Why Use sanitize_prompt?

| Feature | Benefit | |———|———| | ✅ Security | Removes potential JavaScript injections, preventing XSS risks. | | ✅ Consistency | Ensures prompts are properly formatted for better LLM output. | | ✅ Flexibility | Works with strings, lists, pandas Series, and NumPy arrays. | | ✅ Easy Integration | Use before passing prompts to wrappers or integrators. |


Integration with LLM Wrappers

Sanitized prompts can be directly passed to LLM wrappers or integrators to ensure safe and clean input.

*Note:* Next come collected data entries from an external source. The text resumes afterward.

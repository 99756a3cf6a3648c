//! Relation vocabulary.
//!
//! Every kind has a storage code (the lowercased ConceptNet relation name),
//! a display label used in explanation paths, an inverse and a short
//! description. In the record of word `A`, a neighbor `B` tagged with kind `k`
//! reads `B --k--> A`; the importer writes the inverse kind into the record of
//! `B` so traversal works in both directions.

use std::collections::BTreeSet;
use std::fmt;
use std::str::FromStr;

use serde::{Deserialize, Serialize};

use crate::error::TypesError;

macro_rules! relation_kinds {
    ($($variant:ident => $code:literal, $label:literal, $inverse:ident, $desc:literal;)*) => {
        /// Kind of a relation edge.
        #[derive(Debug, Clone, Copy, PartialEq, Eq, Hash, PartialOrd, Ord, Serialize, Deserialize)]
        #[serde(try_from = "String", into = "&'static str")]
        pub enum RelationKind {
            $($variant,)*
        }

        impl RelationKind {
            /// Every kind in the vocabulary.
            pub const ALL: &'static [RelationKind] = &[$(RelationKind::$variant,)*];

            /// Storage code (`atlocation`, `dbpedia/genre`).
            pub fn code(&self) -> &'static str {
                match self {
                    $(RelationKind::$variant => $code,)*
                }
            }

            /// Display label used in explanation paths (`located-at`).
            pub fn label(&self) -> &'static str {
                match self {
                    $(RelationKind::$variant => $label,)*
                }
            }

            /// The kind written on the reverse edge.
            pub fn inverse(&self) -> RelationKind {
                match self {
                    $(RelationKind::$variant => RelationKind::$inverse,)*
                }
            }

            /// Human-readable description.
            pub fn description(&self) -> &'static str {
                match self {
                    $(RelationKind::$variant => $desc,)*
                }
            }

            /// Parse from storage code.
            pub fn from_code(code: &str) -> Option<Self> {
                match code {
                    $($code => Some(RelationKind::$variant),)*
                    _ => None,
                }
            }

            fn from_label(label: &str) -> Option<Self> {
                match label {
                    $($label => Some(RelationKind::$variant),)*
                    _ => None,
                }
            }
        }
    };
}

relation_kinds! {
    SameAs => "sameas", "same-as", SameAs, "is the same as";
    RelatedTo => "relatedto", "related-to", RelatedTo, "is related to";
    FormOf => "formof", "form-of", HasForm, "is a form of";
    HasForm => "hasform", "has-form", FormOf, "has the form";
    IsA => "isa", "is-a", HasSubtype, "is a";
    HasSubtype => "hassubtype", "has-subtype", IsA, "has the subtype";
    PartOf => "partof", "part-of", HasA, "is part of";
    HasA => "hasa", "has-a", PartOf, "has";
    UsedFor => "usedfor", "used-for", Uses, "is used for";
    Uses => "uses", "uses", UsedFor, "uses";
    CapableOf => "capableof", "capable-of", DoableBy, "is capable of";
    DoableBy => "doableby", "doable-by", CapableOf, "can be done by";
    AtLocation => "atlocation", "located-at", LocationOf, "is located at";
    LocationOf => "locationof", "location-of", AtLocation, "is the location of";
    Causes => "causes", "causes", CausedBy, "causes";
    CausedBy => "causedby", "caused-by", Causes, "is caused by";
    HasSubevent => "hassubevent", "has-subevent", SubeventOf, "has the subevent";
    SubeventOf => "subeventof", "subevent-of", HasSubevent, "is a subevent of";
    HasFirstSubevent => "hasfirstsubevent", "has-first-subevent", FirstSubeventOf, "begins with";
    FirstSubeventOf => "firstsubeventof", "first-subevent-of", HasFirstSubevent, "is the beginning of";
    HasLastSubevent => "haslastsubevent", "has-last-subevent", LastSubeventOf, "ends with";
    LastSubeventOf => "lastsubeventof", "last-subevent-of", HasLastSubevent, "is the end of";
    HasPrerequisite => "hasprerequisite", "has-prerequisite", PrerequisiteOf, "requires";
    PrerequisiteOf => "prerequisiteof", "prerequisite-of", HasPrerequisite, "is required for";
    HasProperty => "hasproperty", "has-property", PropertyOf, "has the property";
    PropertyOf => "propertyof", "property-of", HasProperty, "is a property of";
    MotivatedByGoal => "motivatedbygoal", "motivated-by", Motivates, "is motivated by";
    Motivates => "motivates", "motivates", MotivatedByGoal, "motivates";
    ObstructedBy => "obstructedby", "obstructed-by", Obstructs, "is obstructed by";
    Obstructs => "obstructs", "obstructs", ObstructedBy, "obstructs";
    Desires => "desires", "desires", DesiredBy, "desires";
    DesiredBy => "desiredby", "desired-by", Desires, "is desired by";
    CreatedBy => "createdby", "created-by", Created, "is created by";
    Created => "created", "created", CreatedBy, "created";
    Synonym => "synonym", "synonym", Synonym, "is a synonym of";
    Antonym => "antonym", "antonym", Antonym, "is the opposite of";
    DistinctFrom => "distinctfrom", "distinct-from", DistinctFrom, "is distinct from";
    DerivedFrom => "derivedfrom", "derived-from", Derives, "is derived from";
    Derives => "derives", "derives", DerivedFrom, "is the root of";
    SymbolOf => "symbolof", "symbol-of", SymbolizedBy, "is a symbol of";
    SymbolizedBy => "symbolizedby", "symbolized-by", SymbolOf, "is symbolized by";
    DefinedAs => "definedas", "defined-as", DefinitionOf, "is defined as";
    DefinitionOf => "definitionof", "definition-of", DefinedAs, "is the definition of";
    MannerOf => "mannerof", "manner-of", HasManner, "is a way of";
    HasManner => "hasmanner", "has-manner", MannerOf, "can be done by way of";
    LocatedNear => "locatednear", "located-near", LocatedNear, "is located near";
    HasContext => "hascontext", "has-context", ContextOf, "is used in the context of";
    ContextOf => "contextof", "context-of", HasContext, "is the context of";
    SimilarTo => "similarto", "similar-to", SimilarTo, "is similar to";
    EtymologicallyRelatedTo => "etymologicallyrelatedto", "etymologically-related-to", EtymologicallyRelatedTo, "shares an etymology with";
    EtymologicallyDerivedFrom => "etymologicallyderivedfrom", "etymologically-derived-from", EtymologicallyDerives, "is etymologically derived from";
    EtymologicallyDerives => "etymologicallyderives", "etymologically-derives", EtymologicallyDerivedFrom, "is the etymological root of";
    CausesDesire => "causesdesire", "causes-desire", DesireCausedBy, "makes someone want";
    DesireCausedBy => "desirecausedby", "desire-caused-by", CausesDesire, "is wanted because of";
    MadeOf => "madeof", "made-of", MaterialOf, "is made of";
    MaterialOf => "materialof", "material-of", MadeOf, "is the material of";
    ReceivesAction => "receivesaction", "receives-action", ActsOn, "can be";
    ActsOn => "actson", "acts-on", ReceivesAction, "can be applied to";
    InstanceOf => "instanceof", "instance-of", HasInstance, "is an instance of";
    HasInstance => "hasinstance", "has-instance", InstanceOf, "has the instance";
    Entails => "entails", "entails", EntailedBy, "entails";
    EntailedBy => "entailedby", "entailed-by", Entails, "is entailed by";
    NotDesires => "notdesires", "not-desires", NotDesiredBy, "does not want";
    NotDesiredBy => "notdesiredby", "not-desired-by", NotDesires, "is not wanted by";
    NotCapableOf => "notcapableof", "not-capable-of", NotDoableBy, "is not capable of";
    NotDoableBy => "notdoableby", "not-doable-by", NotCapableOf, "cannot be done by";
    NotHasProperty => "nothasproperty", "not-has-property", NotPropertyOf, "does not have the property";
    NotPropertyOf => "notpropertyof", "not-property-of", NotHasProperty, "is not a property of";
    NotUsedFor => "notusedfor", "not-used-for", NotUses, "is not used for";
    NotUses => "notuses", "not-uses", NotUsedFor, "does not use";
    DbpediaCapital => "dbpedia/capital", "capital", DbpediaCapital, "has the capital";
    DbpediaField => "dbpedia/field", "field", DbpediaField, "works in the field of";
    DbpediaGenre => "dbpedia/genre", "genre", DbpediaGenre, "belongs to the genre";
    DbpediaGenus => "dbpedia/genus", "genus", DbpediaGenus, "belongs to the genus";
    DbpediaInfluencedBy => "dbpedia/influencedby", "influenced-by", DbpediaInfluencedBy, "is influenced by";
    DbpediaKnownFor => "dbpedia/knownfor", "known-for", DbpediaKnownFor, "is known for";
    DbpediaLanguage => "dbpedia/language", "language", DbpediaLanguage, "has the language";
    DbpediaLeader => "dbpedia/leader", "leader", DbpediaLeader, "is led by";
    DbpediaOccupation => "dbpedia/occupation", "occupation", DbpediaOccupation, "has the occupation";
    DbpediaProduct => "dbpedia/product", "product", DbpediaProduct, "makes the product";
}

impl RelationKind {
    /// Parse a ConceptNet relation URI (`/r/AtLocation`, `/r/dbpedia/genre`).
    ///
    /// `ExternalURL` and unknown relations yield `None`.
    pub fn from_conceptnet_uri(uri: &str) -> Option<Self> {
        let name = uri.strip_prefix("/r/")?;
        Self::from_code(&name.to_lowercase())
    }
}

impl fmt::Display for RelationKind {
    fn fmt(&self, f: &mut fmt::Formatter<'_>) -> fmt::Result {
        write!(f, "{}", self.label())
    }
}

impl FromStr for RelationKind {
    type Err = TypesError;

    /// Accepts the storage code or the display label, case-insensitively.
    fn from_str(s: &str) -> Result<Self, Self::Err> {
        let s = s.trim().to_lowercase();
        Self::from_code(&s)
            .or_else(|| Self::from_label(&s))
            .ok_or(TypesError::UnknownRelation(s))
    }
}

impl TryFrom<String> for RelationKind {
    type Error = TypesError;

    fn try_from(value: String) -> Result<Self, Self::Error> {
        value.parse()
    }
}

impl From<RelationKind> for &'static str {
    fn from(kind: RelationKind) -> Self {
        kind.code()
    }
}

/// Relations accepted by the `related` shorthand.
pub const RELATED_RELATIONS: &[RelationKind] = &[
    RelationKind::DefinedAs,
    RelationKind::DerivedFrom,
    RelationKind::HasA,
    RelationKind::InstanceOf,
    RelationKind::IsA,
    RelationKind::PartOf,
    RelationKind::RelatedTo,
    RelationKind::SimilarTo,
    RelationKind::Synonym,
    RelationKind::Antonym,
];

/// Which relation kinds a traversal or filter may follow.
///
/// Parsed from `all`, `related`, or a comma-separated list of codes/labels.
#[derive(Debug, Clone, PartialEq, Eq, Default, Serialize, Deserialize)]
#[serde(try_from = "String", into = "String")]
pub enum RelationFilter {
    /// No restriction
    #[default]
    All,
    /// Only the listed kinds
    Only(BTreeSet<RelationKind>),
}

impl RelationFilter {
    /// The `related` shorthand.
    pub fn related() -> Self {
        RelationFilter::Only(RELATED_RELATIONS.iter().copied().collect())
    }

    /// Whether this filter leaves everything through.
    pub fn is_all(&self) -> bool {
        matches!(self, RelationFilter::All)
    }

    /// Whether an edge tagged with `kinds` may be kept.
    ///
    /// Self entries (`sameas`) always pass so a seed survives any filter.
    pub fn allows(&self, kinds: &[RelationKind]) -> bool {
        match self {
            RelationFilter::All => true,
            RelationFilter::Only(allowed) => kinds
                .iter()
                .any(|k| *k == RelationKind::SameAs || allowed.contains(k)),
        }
    }

    /// Path-safe identifier, `None` for `All`.
    ///
    /// Used to namespace cache directories per relation configuration.
    pub fn fingerprint(&self) -> Option<String> {
        match self {
            RelationFilter::All => None,
            RelationFilter::Only(allowed) => Some(
                allowed
                    .iter()
                    .map(|k| k.code().replace('/', "."))
                    .collect::<Vec<_>>()
                    .join("+"),
            ),
        }
    }
}

impl fmt::Display for RelationFilter {
    fn fmt(&self, f: &mut fmt::Formatter<'_>) -> fmt::Result {
        match self {
            RelationFilter::All => write!(f, "all"),
            RelationFilter::Only(allowed) => {
                let codes: Vec<&str> = allowed.iter().map(|k| k.code()).collect();
                write!(f, "{}", codes.join(","))
            }
        }
    }
}

impl FromStr for RelationFilter {
    type Err = TypesError;

    fn from_str(s: &str) -> Result<Self, Self::Err> {
        match s.trim() {
            "all" | "" => Ok(RelationFilter::All),
            "related" => Ok(RelationFilter::related()),
            list => {
                let kinds = list
                    .split(',')
                    .filter(|p| !p.trim().is_empty())
                    .map(str::parse)
                    .collect::<Result<BTreeSet<RelationKind>, _>>()?;
                Ok(RelationFilter::Only(kinds))
            }
        }
    }
}

impl TryFrom<String> for RelationFilter {
    type Error = TypesError;

    fn try_from(value: String) -> Result<Self, Self::Error> {
        value.parse()
    }
}

impl From<RelationFilter> for String {
    fn from(filter: RelationFilter) -> Self {
        filter.to_string()
    }
}
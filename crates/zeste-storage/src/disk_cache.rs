//! Content-addressed disk cache.
//!
//! Values are JSON files under a root directory, one per key. A missing file
//! is a miss. Writes go to a temp file in the same directory and are then
//! renamed over the target, so a reader sees either nothing or a complete
//! value. Concurrent writers of the same key race; the last rename wins.

use std::fs;
use std::io::{BufWriter, ErrorKind, Write};
use std::path::{Path, PathBuf};

use serde::de::DeserializeOwned;
use serde::Serialize;
use tempfile::NamedTempFile;
use tracing::debug;

use crate::error::StorageError;
use crate::keys::{encode, WordKey};

/// JSON value cache rooted at a directory.
#[derive(Debug, Clone)]
pub struct DiskCache {
    root: PathBuf,
}

impl DiskCache {
    /// Open a cache, creating the root directory if needed.
    ///
    /// Returns `CacheUnavailable` when the directory cannot be created.
    pub fn open(root: impl AsRef<Path>) -> Result<Self, StorageError> {
        let root = root.as_ref().to_path_buf();
        fs::create_dir_all(&root).map_err(|source| StorageError::CacheUnavailable {
            path: root.clone(),
            source,
        })?;
        Ok(Self { root })
    }

    /// Open a sub-cache in `{root}/{name}`.
    pub fn namespace(&self, name: &str) -> Result<DiskCache, StorageError> {
        DiskCache::open(self.root.join(encode(name)))
    }

    pub fn root(&self) -> &Path {
        &self.root
    }

    /// Path of the file holding `key`.
    pub fn path_for(&self, key: &str) -> PathBuf {
        self.root.join(WordKey::new(key).file_name())
    }

    /// Whether a value is stored for `key`.
    pub fn contains(&self, key: &str) -> bool {
        self.path_for(key).is_file()
    }

    /// Load the value stored under `key`; `Ok(None)` on a miss.
    pub fn get<T: DeserializeOwned>(&self, key: &str) -> Result<Option<T>, StorageError> {
        let path = self.path_for(key);
        let bytes = match fs::read(&path) {
            Ok(bytes) => bytes,
            Err(e) if e.kind() == ErrorKind::NotFound => {
                debug!(key, "Disk cache miss");
                return Ok(None);
            }
            Err(e) => return Err(e.into()),
        };
        let value = serde_json::from_slice(&bytes)?;
        debug!(key, "Disk cache hit");
        Ok(Some(value))
    }

    /// Store `value` under `key` atomically.
    pub fn put<T: Serialize + ?Sized>(&self, key: &str, value: &T) -> Result<(), StorageError> {
        let path = self.path_for(key);
        let tmp = NamedTempFile::new_in(&self.root)?;
        {
            let mut writer = BufWriter::new(tmp.as_file());
            serde_json::to_writer(&mut writer, value)?;
            writer.flush()?;
        }
        tmp.persist(&path).map_err(|e| StorageError::Io(e.error))?;
        debug!(key, path = %path.display(), "Disk cache write");
        Ok(())
    }

    /// Keys currently stored, in no particular order.
    pub fn keys(&self) -> Result<Vec<String>, StorageError> {
        let mut keys = Vec::new();
        for entry in fs::read_dir(&self.root)? {
            let entry = entry?;
            let name = entry.file_name();
            let Some(name) = name.to_str() else { continue };
            // Temp files from in-flight writes have no .json suffix
            if let Ok(key) = WordKey::from_file_name(name) {
                keys.push(key.word);
            }
        }
        Ok(keys)
    }
}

from llmworkbook import sanitize_prompt, WrapDataFrame

df = pd.DataFrame({
    "prompt": ["Tell me about *Python*.", "<script>alert('XSS')</script>", "What is 4+5?"]
})

# Clean the prompts
df["clean_prompt"] = sanitize_prompt(df["prompt"])

# Pass cleaned prompts to the wrapper
wrapper = WrapDataFrame(df, prompt_column="clean_prompt")
wrapped_df = wrapper.wrap()
print(wrapped_df)

Ensures that LLM receives sanitized input, improving response quality and security.


Use sanitize_prompt before passing data to LLM integrators for cleaner, more secure results!